German Court Acquits COVID Denier Who Compared Israel to Nazi Germany

Sucharit Bhakdi, a microbiologist and prominent anti-vaccine activist, in Schleswig-Holstein, Plön, Germany, in May. (Christian Charisius/dpa via Getty via

Jackie Hajdenberg

A German microbiologist known for repeatedly spreading misinformation about the coronavirus was acquitted on Tuesday of incitement to hatred for comments about Jews and Israel.

In a 2021 campaign video for the fringe political party die Basis (The Basis), Sucharit Bhakdi, 74, a well-known critic of Germany’s pandemic restrictions, had said that the Jews had learned evil under Hitler and are utilizing it in Israel to spread more evil.

“The people who fled from this land where the arch evil was, and have found their land, have turned their own land into something even worse than Germany was,” Bhakdi said in the video. “That is the bad thing about the Jews. They learn well.”

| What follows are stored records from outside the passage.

//! Network validation logic.

use std::collections::HashSet;

use crate::schema::{DuplicatePolicyDef, NetworkDef};

pub const LATEST_VERSION: u32 = 1;

#[derive(thiserror::Error, Debug, Clone, PartialEq)]
pub enum ValidationError {
    #[error("Unsupported version: {version}")]
    UnsupportedVersion { version: u32 },

    #[error("Empty node name in {context}")]
    EmptyName { context: String },

    #[error("Invalid value: {field} = {value} ({reason})")]
    InvalidValue {
        field: String,
        value: String,
        reason: String,
    },

    #[error("Duplicate edge: {a} - {b}")]
    DuplicateEdge { a: String, b: String },

    #[error("Missing reference: {id} in {context}")]
    MissingReference { id: String, context: String },
}

pub fn validate_network(network: &NetworkDef) -> Result<(), ValidationError> {
    if network.version == 0 || network.version > LATEST_VERSION {
        return Err(ValidationError::UnsupportedVersion {
            version: network.version,
        });
    }

    let mut names: HashSet<&str> = HashSet::new();
    let mut pairs: HashSet<(&str, &str)> = HashSet::new();

    for (i, edge) in network.edges.iter().enumerate() {
        if edge.a.is_empty() || edge.b.is_empty() {
            return Err(ValidationError::EmptyName {
                context: format!("edges[{i}]"),
            });
        }
        if !edge.cost.is_finite() || edge.cost < 0.0 {
            return Err(ValidationError::InvalidValue {
                field: format!("edges[{i}].cost"),
                value: edge.cost.to_string(),
                reason: "cost must be finite and non-negative".to_string(),
            });
        }

        let key = if edge.a <= edge.b {
            (edge.a.as_str(), edge.b.as_str())
        } else {
            (edge.b.as_str(), edge.a.as_str())
        };
        if !pairs.insert(key) && network.duplicate_policy == DuplicatePolicyDef::Reject {
            return Err(ValidationError::DuplicateEdge {
                a: edge.a.clone(),
                b: edge.b.clone(),
            });
        }

        names.insert(&edge.a);
        names.insert(&edge.b);
    }

    for (i, query) in network.queries.iter().enumerate() {
        for endpoint in [&query.source, &query.target] {
            if !names.contains(endpoint.as_str()) {
                return Err(ValidationError::MissingReference {
                    id: endpoint.clone(),
                    context: format!("queries[{i}]"),
                });
            }
        }
    }

    Ok(())
}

“There is no people who learn better than they do,” Bhakdi added. “But they have learned evil now, and put it into practice. That’s why Israel is now living hell.”

Prosecutors at the Plön district court had argued that Bhakdi’s comments could lead to the targeting of Jews in Germany. But a judge concluded that it couldn’t be determined without reasonable doubt that Bhakdi had been spreading antisemitic hatred toward Jews, rather than a specific criticism of the Israeli government and its vaccination policies, German newspaper Tagesspiegel reported.

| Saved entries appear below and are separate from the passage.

//! Weighted undirected edge input.

use rf_core::Cost;

/// An undirected connection between two named nodes.
///
/// The pair is unordered: `Edge::new("A", "B", 1.0)` and
/// `Edge::new("B", "A", 1.0)` describe the same connection.
#[derive(Debug, Clone, PartialEq)]
pub struct Edge {
    pub a: String,
    pub b: String,
    pub cost: Cost,
}

impl Edge {
    pub fn new(a: impl Into<String>, b: impl Into<String>, cost: Cost) -> Self {
        Self {
            a: a.into(),
            b: b.into(),
            cost,
        }
    }

    /// True if both endpoints name the same node.
    pub fn is_self_loop(&self) -> bool {
        self.a == self.b
    }
}

impl<A: Into<String>, B: Into<String>> From<(A, B, Cost)> for Edge {
    fn from((a, b, cost): (A, B, Cost)) -> Self {
        Edge::new(a, b, cost)
    }
}
use crate::RfError;

/// Edge and path cost type used throughout the system.
pub type Cost = f64;

/// Cost of an unreached node in a distance table.
pub const UNREACHED: Cost = Cost::INFINITY;

pub fn ensure_finite(v: Cost, what: &'static str) -> Result<Cost, RfError> {
    if v.is_finite() {
        Ok(v)
    } else {
        Err(RfError::NonFinite { what, value: v })
    }
}

/// Accept only finite costs `>= 0`. `-0.0` is normalized to `0.0`.
pub fn ensure_non_negative(v: Cost, what: &'static str) -> Result<Cost, RfError> {
    let v = ensure_finite(v, what)?;
    if v < 0.0 {
        return Err(RfError::Negative { what, value: v });
    }
    Ok(v + 0.0)
}


#[cfg(test)]
mod proptests {
    use super::*;
    use proptest::prelude::*;

    proptest! {
        #[test]
        fn non_negative_costs_pass_through(v in 0.0_f64..1.0e9) {
            prop_assert_eq!(ensure_non_negative(v, "cost").unwrap(), v);
        }

        #[test]
        fn negative_costs_rejected(v in -1.0e9_f64..-1.0e-9) {
            prop_assert!(ensure_non_negative(v, "cost").is_err());
        }
    }
}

“The court decision is a sad example of how antisemitism is played down in the judiciary and not combated consistently enough,” Felix Klein, the federal government’s antisemitism commissioner, told Tagesspiegel.

“The court is legitimizing pure antisemitism here,” said Josef Schuster, president of the Central Council of Jews in Germany.

Germany has strict laws about Nazi-themed hate speech. The ruling in Bhakdi’s favor can be appealed.

Bhakdi was the head of the Institute of Medical Microbiology and Hygiene at the Johannes Gutenberg University of Mainz from 1990 to 2012. In 2020, the university released a statement condemning his false statements, fearmongering and spread of misinformation about the coronavirus.

The following year, his publisher, Austrian company Goldegg Verlag also severed ties with Bhakdi, saying, “we are deeply affected and clearly distance ourselves from right-wing ideas and anti-Semitism, both as a publisher and as people.”

“We cannot tolerate anti-Semitic, xenophobic or right-wing extremist views,” the company said in a statement.

Die Basis, the party for which Bhakdi appeared in a video, emerged from the Querdenker anti-lockdown movement during the COVID-19 pandemic. The party is known for promoting conspiracy theories, according to RedaktionsNetzwerk Deutschland.In 2020, multiple groups found that some right-wing protesters against pandemic restrictions in Germany spread conspiracy theories about Jewish involvement in the creation of the virus.